* _WHAT YOU HAVE TO DO_
The answer is every line in the data below that contains the word "derive".

Saved data entries
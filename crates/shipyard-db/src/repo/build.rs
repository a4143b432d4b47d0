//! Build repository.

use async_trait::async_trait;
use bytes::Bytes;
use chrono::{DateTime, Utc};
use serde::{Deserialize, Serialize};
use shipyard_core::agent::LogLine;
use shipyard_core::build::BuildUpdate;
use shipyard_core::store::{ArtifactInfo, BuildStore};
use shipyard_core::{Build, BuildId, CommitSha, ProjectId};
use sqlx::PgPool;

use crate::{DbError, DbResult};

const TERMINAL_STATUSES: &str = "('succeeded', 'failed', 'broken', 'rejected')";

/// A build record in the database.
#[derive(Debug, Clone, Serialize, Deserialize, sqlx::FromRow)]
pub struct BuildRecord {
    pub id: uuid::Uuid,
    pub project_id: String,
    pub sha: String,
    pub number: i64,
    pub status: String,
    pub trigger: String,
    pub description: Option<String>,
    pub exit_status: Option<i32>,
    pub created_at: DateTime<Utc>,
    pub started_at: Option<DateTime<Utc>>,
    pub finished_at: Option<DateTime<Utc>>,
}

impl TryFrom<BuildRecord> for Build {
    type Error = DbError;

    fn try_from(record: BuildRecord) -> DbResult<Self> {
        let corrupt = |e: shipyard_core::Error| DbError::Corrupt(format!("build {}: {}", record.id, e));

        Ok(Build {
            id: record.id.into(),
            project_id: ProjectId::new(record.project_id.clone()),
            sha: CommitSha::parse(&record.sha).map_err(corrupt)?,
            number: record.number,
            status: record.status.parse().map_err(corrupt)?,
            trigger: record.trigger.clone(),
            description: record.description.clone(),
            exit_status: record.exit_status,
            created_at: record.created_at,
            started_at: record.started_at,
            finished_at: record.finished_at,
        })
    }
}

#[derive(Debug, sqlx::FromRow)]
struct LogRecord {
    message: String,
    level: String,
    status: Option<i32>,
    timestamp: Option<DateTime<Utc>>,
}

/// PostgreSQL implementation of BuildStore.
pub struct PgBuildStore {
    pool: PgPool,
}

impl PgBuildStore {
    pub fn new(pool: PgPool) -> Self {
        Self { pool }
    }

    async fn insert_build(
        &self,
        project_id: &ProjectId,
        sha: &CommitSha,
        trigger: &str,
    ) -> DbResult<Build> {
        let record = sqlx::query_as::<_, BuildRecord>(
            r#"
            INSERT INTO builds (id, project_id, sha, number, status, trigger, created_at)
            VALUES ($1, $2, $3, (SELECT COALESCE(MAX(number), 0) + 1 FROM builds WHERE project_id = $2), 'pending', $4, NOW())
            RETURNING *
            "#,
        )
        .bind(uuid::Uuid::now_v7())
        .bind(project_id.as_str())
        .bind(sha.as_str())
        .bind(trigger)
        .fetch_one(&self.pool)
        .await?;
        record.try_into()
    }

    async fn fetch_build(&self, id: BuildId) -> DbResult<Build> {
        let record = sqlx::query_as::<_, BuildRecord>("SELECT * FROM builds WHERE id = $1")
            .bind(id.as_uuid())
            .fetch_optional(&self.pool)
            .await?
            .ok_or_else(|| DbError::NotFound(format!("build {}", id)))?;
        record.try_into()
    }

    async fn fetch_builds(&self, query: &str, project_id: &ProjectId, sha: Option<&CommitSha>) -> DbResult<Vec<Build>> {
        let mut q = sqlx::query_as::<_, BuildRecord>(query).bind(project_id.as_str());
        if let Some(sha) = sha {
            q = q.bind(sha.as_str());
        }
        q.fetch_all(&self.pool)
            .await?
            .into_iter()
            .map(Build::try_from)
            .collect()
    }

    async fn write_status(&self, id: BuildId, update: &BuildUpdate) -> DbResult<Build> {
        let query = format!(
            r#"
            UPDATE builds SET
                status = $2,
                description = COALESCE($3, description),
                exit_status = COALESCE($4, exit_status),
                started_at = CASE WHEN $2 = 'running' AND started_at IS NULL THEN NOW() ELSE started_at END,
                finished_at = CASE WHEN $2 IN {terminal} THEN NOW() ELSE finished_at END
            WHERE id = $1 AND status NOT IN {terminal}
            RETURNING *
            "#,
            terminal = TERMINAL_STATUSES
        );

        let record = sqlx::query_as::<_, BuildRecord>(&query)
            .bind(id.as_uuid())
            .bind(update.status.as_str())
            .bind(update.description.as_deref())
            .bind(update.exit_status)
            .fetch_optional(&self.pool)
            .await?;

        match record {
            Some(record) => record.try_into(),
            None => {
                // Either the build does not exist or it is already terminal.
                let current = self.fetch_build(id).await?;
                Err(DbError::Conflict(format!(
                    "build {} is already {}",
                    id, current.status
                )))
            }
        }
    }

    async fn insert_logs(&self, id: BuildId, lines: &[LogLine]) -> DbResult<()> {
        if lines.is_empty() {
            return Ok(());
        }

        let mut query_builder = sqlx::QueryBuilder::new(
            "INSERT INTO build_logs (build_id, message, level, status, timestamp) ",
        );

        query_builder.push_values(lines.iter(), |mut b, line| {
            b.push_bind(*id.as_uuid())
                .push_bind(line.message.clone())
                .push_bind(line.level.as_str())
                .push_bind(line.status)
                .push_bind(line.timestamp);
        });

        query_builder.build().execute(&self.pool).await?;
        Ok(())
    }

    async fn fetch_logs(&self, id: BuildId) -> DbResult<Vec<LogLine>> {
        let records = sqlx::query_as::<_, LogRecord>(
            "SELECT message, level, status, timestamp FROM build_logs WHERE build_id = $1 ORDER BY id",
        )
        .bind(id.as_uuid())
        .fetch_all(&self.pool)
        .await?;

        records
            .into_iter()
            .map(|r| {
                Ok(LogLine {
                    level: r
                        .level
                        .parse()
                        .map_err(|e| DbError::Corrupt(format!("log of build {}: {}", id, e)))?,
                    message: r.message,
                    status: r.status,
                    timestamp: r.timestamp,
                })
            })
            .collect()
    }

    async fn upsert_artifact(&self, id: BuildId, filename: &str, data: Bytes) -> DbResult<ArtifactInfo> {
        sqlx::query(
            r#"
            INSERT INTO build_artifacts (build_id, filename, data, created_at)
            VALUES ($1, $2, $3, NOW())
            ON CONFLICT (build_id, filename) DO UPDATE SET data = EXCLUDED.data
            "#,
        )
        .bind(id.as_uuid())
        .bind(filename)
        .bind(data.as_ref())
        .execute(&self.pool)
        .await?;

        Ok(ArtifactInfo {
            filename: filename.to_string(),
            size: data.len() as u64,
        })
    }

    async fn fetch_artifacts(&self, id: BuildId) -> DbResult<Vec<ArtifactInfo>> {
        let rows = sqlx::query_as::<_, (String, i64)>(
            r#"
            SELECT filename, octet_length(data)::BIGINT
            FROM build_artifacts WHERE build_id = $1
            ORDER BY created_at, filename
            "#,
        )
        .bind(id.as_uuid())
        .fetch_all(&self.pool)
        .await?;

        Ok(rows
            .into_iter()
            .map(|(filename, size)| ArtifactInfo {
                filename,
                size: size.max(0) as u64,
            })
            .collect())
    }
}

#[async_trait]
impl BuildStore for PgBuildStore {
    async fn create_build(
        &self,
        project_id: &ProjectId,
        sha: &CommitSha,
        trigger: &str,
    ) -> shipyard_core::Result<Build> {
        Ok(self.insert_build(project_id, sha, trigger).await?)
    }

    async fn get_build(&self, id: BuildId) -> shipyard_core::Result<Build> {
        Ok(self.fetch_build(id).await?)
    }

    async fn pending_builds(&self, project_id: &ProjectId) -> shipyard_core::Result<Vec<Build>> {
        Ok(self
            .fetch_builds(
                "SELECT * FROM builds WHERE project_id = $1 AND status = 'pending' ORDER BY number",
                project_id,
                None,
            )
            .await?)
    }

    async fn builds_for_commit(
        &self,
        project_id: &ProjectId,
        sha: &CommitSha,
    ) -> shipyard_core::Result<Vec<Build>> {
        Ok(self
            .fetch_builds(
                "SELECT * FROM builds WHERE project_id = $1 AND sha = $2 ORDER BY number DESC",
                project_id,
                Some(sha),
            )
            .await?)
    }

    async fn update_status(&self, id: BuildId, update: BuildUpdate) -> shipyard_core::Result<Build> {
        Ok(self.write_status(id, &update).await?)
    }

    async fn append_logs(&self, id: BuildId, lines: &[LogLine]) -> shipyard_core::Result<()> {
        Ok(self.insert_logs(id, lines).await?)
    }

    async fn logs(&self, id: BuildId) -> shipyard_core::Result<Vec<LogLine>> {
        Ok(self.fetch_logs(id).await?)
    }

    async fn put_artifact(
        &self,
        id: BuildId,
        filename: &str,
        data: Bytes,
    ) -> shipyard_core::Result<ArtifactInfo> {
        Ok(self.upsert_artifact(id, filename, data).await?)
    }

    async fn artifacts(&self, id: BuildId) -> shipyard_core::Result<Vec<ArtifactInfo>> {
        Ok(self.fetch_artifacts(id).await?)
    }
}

* _EXERCISE ANSWER_
#[derive(Debug, Clone, Serialize, Deserialize, sqlx::FromRow)]
#[derive(Debug, sqlx::FromRow)]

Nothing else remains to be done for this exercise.